THE RECORDS:
((

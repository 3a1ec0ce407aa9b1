//! Domain value objects representing immutable concepts

use serde::{Deserialize, Serialize};
use std::fmt;
use std::str::FromStr;
use utoipa::ToSchema;

use super::errors::DomainError;

/// Represents finding severity levels. Ordering follows the derived variant
/// order, so `Critical` compares greater than `High` and so on down to `Low`.
#[derive(
    Debug, Clone, Copy, PartialEq, Eq, PartialOrd, Ord, Hash, Serialize, Deserialize, ToSchema,
)]
#[serde(rename_all = "lowercase")]
pub enum Severity {
    Low,
    Medium,
    High,
    Critical,
}

impl fmt::Display for Severity {
    fn fmt(&self, f: &mut fmt::Formatter<'_>) -> fmt::Result {
        match self {
            Severity::Low => write!(f, "low"),
            Severity::Medium => write!(f, "medium"),
            Severity::High => write!(f, "high"),
            Severity::Critical => write!(f, "critical"),
        }
    }
}

impl FromStr for Severity {
    type Err = DomainError;

    fn from_str(s: &str) -> Result<Self, Self::Err> {
        match s.trim().to_lowercase().as_str() {
            "low" => Ok(Severity::Low),
            "medium" => Ok(Severity::Medium),
            "high" => Ok(Severity::High),
            "critical" => Ok(Severity::Critical),
            other => Err(DomainError::InvalidSeverity {
                value: other.to_string(),
            }),
        }
    }
}

/// Detector category identifier. Categories key the detector registry and
/// stamp every aggregated record with its originating detector.
#[derive(Debug, Clone, PartialEq, Eq, Hash, PartialOrd, Ord, Serialize, Deserialize, ToSchema)]
#[serde(transparent)]
#[schema(value_type = String, example = "stale_accounts")]
pub struct Category(String);

impl Category {
    /// Create a new category with validation
    pub fn new(value: impl Into<String>) -> Result<Self, DomainError> {
        let value = value.into().trim().to_string();
        if value.is_empty() || value.len() > 64 {
            return Err(DomainError::InvalidCategory { value });
        }
        if !value
            .chars()
            .all(|c| c.is_ascii_lowercase() || c.is_ascii_digit() || c == '_')
        {
            return Err(DomainError::InvalidCategory { value });
        }
        Ok(Category(value))
    }

    pub fn as_str(&self) -> &str {
        &self.0
    }
}

impl fmt::Display for Category {
    fn fmt(&self, f: &mut fmt::Formatter<'_>) -> fmt::Result {
        write!(f, "{}", self.0)
    }
}

impl FromStr for Category {
    type Err = DomainError;

    fn from_str(s: &str) -> Result<Self, Self::Err> {
        Self::new(s)
    }
}

/// Strongly-typed finding identifier. Aggregated records are upserted by this
/// id, so detectors must emit ids that are stable across runs.
#[derive(Debug, Clone, PartialEq, Eq, Hash, Serialize, Deserialize, ToSchema)]
#[serde(transparent)]
#[schema(value_type = String, example = "unused_license:ENTERPRISEPACK")]
pub struct FindingId(String);

impl FindingId {
    /// Create a new finding id with validation
    pub fn new(value: impl Into<String>) -> Result<Self, DomainError> {
        let value = value.into().trim().to_string();
        if value.is_empty() || value.len() > 200 {
            return Err(DomainError::InvalidFindingId { value });
        }
        Ok(FindingId(value))
    }

    pub fn as_str(&self) -> &str {
        &self.0
    }
}

impl fmt::Display for FindingId {
    fn fmt(&self, f: &mut fmt::Formatter<'_>) -> fmt::Result {
        write!(f, "{}", self.0)
    }
}

/// Phases of a detection run. A run either completes fully or the process
/// dies with it; there is no resumable mid-run state.
#[derive(Debug, Clone, Copy, PartialEq, Eq, Serialize, Deserialize, ToSchema)]
#[serde(rename_all = "lowercase")]
pub enum RunPhase {
    Idle,
    Running,
    Aggregating,
    Persisted,
}

impl fmt::Display for RunPhase {
    fn fmt(&self, f: &mut fmt::Formatter<'_>) -> fmt::Result {
        match self {
            RunPhase::Idle => write!(f, "idle"),
            RunPhase::Running => write!(f, "running"),
            RunPhase::Aggregating => write!(f, "aggregating"),
            RunPhase::Persisted => write!(f, "persisted"),
        }
    }
}
//! Domain layer error types

use thiserror::Error;

/// Domain-level errors
#[derive(Error, Debug, Clone, PartialEq, Eq)]
pub enum DomainError {
    #[error("Invalid input for {field}: {message}")]
    InvalidInput { field: String, message: String },

    #[error("Invalid category: {value}")]
    InvalidCategory { value: String },

    #[error("Invalid finding id: {value}")]
    InvalidFindingId { value: String },

    #[error("Invalid severity: {value}")]
    InvalidSeverity { value: String },
}
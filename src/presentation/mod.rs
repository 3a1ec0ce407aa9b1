//! Presentation Layer - Web API and HTTP handling
//!
//! This module contains the Axum web server setup, controllers, and API models.

pub mod controllers;
pub mod middleware;
pub mod models;
pub mod routes;

pub use controllers::*;
pub use middleware::*;
pub use models::*;
pub use routes::*;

))

PROBLEM TO WORK ON: Restate word for word the lines in the material above from the one with "other => Err(DomainError::InvalidSeverity" to the one with "Hash, Serialize, Deserialize, ToSchema)]"; both of those lines count, and nothing else does.

ANSWER TO THE PROBLEM:
            other => Err(DomainError::InvalidSeverity {
                value: other.to_string(),
            }),
        }
    }
}

/// Detector category identifier. Categories key the detector registry and
/// stamp every aggregated record with its originating detector.
#[derive(Debug, Clone, PartialEq, Eq, Hash, PartialOrd, Ord, Serialize, Deserialize, ToSchema)]
#[serde(transparent)]
#[schema(value_type = String, example = "stale_accounts")]
pub struct Category(String);

impl Category {
    /// Create a new category with validation
    pub fn new(value: impl Into<String>) -> Result<Self, DomainError> {
        let value = value.into().trim().to_string();
        if value.is_empty() || value.len() > 64 {
            return Err(DomainError::InvalidCategory { value });
        }
        if !value
            .chars()
            .all(|c| c.is_ascii_lowercase() || c.is_ascii_digit() || c == '_')
        {
            return Err(DomainError::InvalidCategory { value });
        }
        Ok(Category(value))
    }

    pub fn as_str(&self) -> &str {
        &self.0
    }
}

impl fmt::Display for Category {
    fn fmt(&self, f: &mut fmt::Formatter<'_>) -> fmt::Result {
        write!(f, "{}", self.0)
    }
}

impl FromStr for Category {
    type Err = DomainError;

    fn from_str(s: &str) -> Result<Self, Self::Err> {
        Self::new(s)
    }
}

/// Strongly-typed finding identifier. Aggregated records are upserted by this
/// id, so detectors must emit ids that are stable across runs.
#[derive(Debug, Clone, PartialEq, Eq, Hash, Serialize, Deserialize, ToSchema)]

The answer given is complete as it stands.